[Data excerpts]
--------------------------------------------------

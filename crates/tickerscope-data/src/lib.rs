//! Series loaders and result sinks.
//!
//! - [`YahooChartLoader`] fetches recent bars from the Yahoo Finance chart API
//! - [`CsvSeriesLoader`] / [`CsvSeriesWriter`] read and write staged CSV bars
//! - [`JsonResultSink`] persists one JSON record per ticker

mod csv_source;
mod json_sink;
mod yahoo;

pub use csv_source::{parse_timestamp, CsvSeriesLoader, CsvSeriesWriter};
pub use json_sink::JsonResultSink;
pub use yahoo::{YahooChartLoader, YahooConfig};
//! Deal extraction from crossover signals.

use tickerscope_core::types::{Deal, HoldPeriod, Series, Signal};

/// Deals and completed holding periods for one series.
#[derive(Debug, Clone, Default, PartialEq)]
pub struct TradeLog {
    /// Buy, Sell, Buy, Sell, ... possibly ending on an unmatched Buy
    pub deals: Vec<Deal>,
    pub hold_periods: Vec<HoldPeriod>,
}

impl TradeLog {
    /// Whether the log ends on a buy with no matching sell.
    pub fn has_open_position(&self) -> bool {
        self.deals.len() % 2 == 1
    }
}

/// Walk the signals in order and record the simulated executions.
///
/// `Enter` buys at the bar's open, `Exit` sells at the bar's close and closes
/// the holding period opened by the last entry. Other signals do nothing.
/// `signals` is expected to be aligned with `series`; extra entries on
/// either side are ignored.
pub fn extract_trades(series: &Series, signals: &[Signal]) -> TradeLog {
    let mut log = TradeLog::default();
    let mut entry: Option<i64> = None;

    for (bar, signal) in series.iter().zip(signals) {
        match signal {
            Signal::Enter => {
                log.deals.push(Deal::buy(bar.timestamp, bar.open));
                entry = Some(bar.timestamp);
            }
            Signal::Exit => {
                log.deals.push(Deal::sell(bar.timestamp, bar.close));
                if let Some(entered) = entry.take() {
                    log.hold_periods.push(HoldPeriod {
                        entry: entered,
                        exit: bar.timestamp,
                    });
                }
            }
            Signal::HoldLong | Signal::Flat => {}
        }
    }

    log
}

#[cfg(test)]
mod tests {
    use super::*;
    use tickerscope_core::types::{Action, Bar, Timeframe};

    fn series(n: usize) -> Series {
        let bars = (0..n)
            .map(|i| {
                let base = 100.0 + i as f64;
                Bar::new(i as i64, base, base + 2.0, base - 2.0, base + 0.5, 1000.0)
            })
            .collect();
        Series::new("TEST", Timeframe::Hour1, bars).unwrap()
    }

    #[test]
    fn test_buy_at_open_sell_at_close() {
        let signals = [Signal::Flat, Signal::Enter, Signal::HoldLong, Signal::Exit];
        let log = extract_trades(&series(4), &signals);

        assert_eq!(log.deals, vec![Deal::buy(1, 101.0), Deal::sell(3, 103.5)]);
        assert_eq!(log.hold_periods, vec![HoldPeriod { entry: 1, exit: 3 }]);
        assert!(!log.has_open_position());
    }

    #[test]
    fn test_trailing_buy_is_kept() {
        let signals = [
            Signal::Enter,
            Signal::Exit,
            Signal::Flat,
            Signal::Enter,
            Signal::HoldLong,
        ];
        let log = extract_trades(&series(5), &signals);

        let actions: Vec<Action> = log.deals.iter().map(|d| d.action).collect();
        assert_eq!(actions, vec![Action::Buy, Action::Sell, Action::Buy]);
        assert_eq!(log.hold_periods.len(), 1);
        assert!(log.has_open_position());
    }

    #[test]
    fn test_no_transitions_no_deals() {
        let log = extract_trades(&series(3), &[Signal::Flat; 3]);

        assert!(log.deals.is_empty());
        assert!(log.hold_periods.is_empty());
    }

    #[test]
    fn test_deals_alternate_starting_with_buy() {
        let signals = [
            Signal::Flat,
            Signal::Enter,
            Signal::Exit,
            Signal::Enter,
            Signal::HoldLong,
            Signal::Exit,
            Signal::Flat,
            Signal::Enter,
        ];
        let log = extract_trades(&series(signals.len()), &signals);

        for (i, deal) in log.deals.iter().enumerate() {
            let expected = if i % 2 == 0 { Action::Buy } else { Action::Sell };
            assert_eq!(deal.action, expected);
        }
        let buys = log.deals.iter().filter(|d| d.action == Action::Buy).count();
        let sells = log.deals.len() - buys;
        assert!(sells <= buys && buys <= sells + 1);
        assert!(log.deals.windows(2).all(|w| w[0].timestamp < w[1].timestamp));
    }
}
//! Fetch command implementation.

use anyhow::{Context, Result};
use tickerscope_config::AppConfig;
use tickerscope_core::traits::SeriesLoader;
use tickerscope_data::{CsvSeriesWriter, YahooChartLoader};
use tracing::{info, warn};

use super::yahoo_config;
use crate::cli::{normalize_tickers, FetchArgs};

pub async fn run(args: FetchArgs, config: AppConfig) -> Result<()> {
    let tickers = if args.tickers.is_empty() {
        normalize_tickers(&config.run.tickers)
    } else {
        normalize_tickers(&args.tickers)
    };
    if tickers.is_empty() {
        anyhow::bail!("No tickers given (use --tickers or run.tickers)");
    }

    let out_dir = args.out.unwrap_or_else(|| config.data.csv_dir.clone());
    let loader = YahooChartLoader::new(yahoo_config(&config.data))
        .context("Failed to create chart client")?;
    let writer = CsvSeriesWriter::new(&out_dir);

    info!("Fetching {} tickers into {:?}", tickers.len(), out_dir);

    let mut written = 0;
    for ticker in &tickers {
        let series = match loader.load(ticker).await {
            Ok(series) => series,
            Err(e) => {
                warn!(ticker = %ticker, error = %e, "fetch failed");
                println!("{}: failed ({})", ticker, e);
                continue;
            }
        };

        match writer.write(&series) {
            Ok(path) => {
                println!("{}: {} bars -> {}", ticker, series.len(), path.display());
                written += 1;
            }
            Err(e) => {
                warn!(ticker = %ticker, error = %e, "write failed");
                println!("{}: failed ({})", ticker, e);
            }
        }
    }

    if written == 0 {
        anyhow::bail!("No ticker was fetched");
    }
    Ok(())
}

--------------------------------------------------

# REQUIRED WORK
Pull out every line in the data above that has the word "bars".

# RESULT OF THE TASK
//! - [`YahooChartLoader`] fetches recent bars from the Yahoo Finance chart API
//! - [`CsvSeriesLoader`] / [`CsvSeriesWriter`] read and write staged CSV bars
        let bars = (0..n)
        Series::new("TEST", Timeframe::Hour1, bars).unwrap()
                println!("{}: {} bars -> {}", ticker, series.len(), path.display());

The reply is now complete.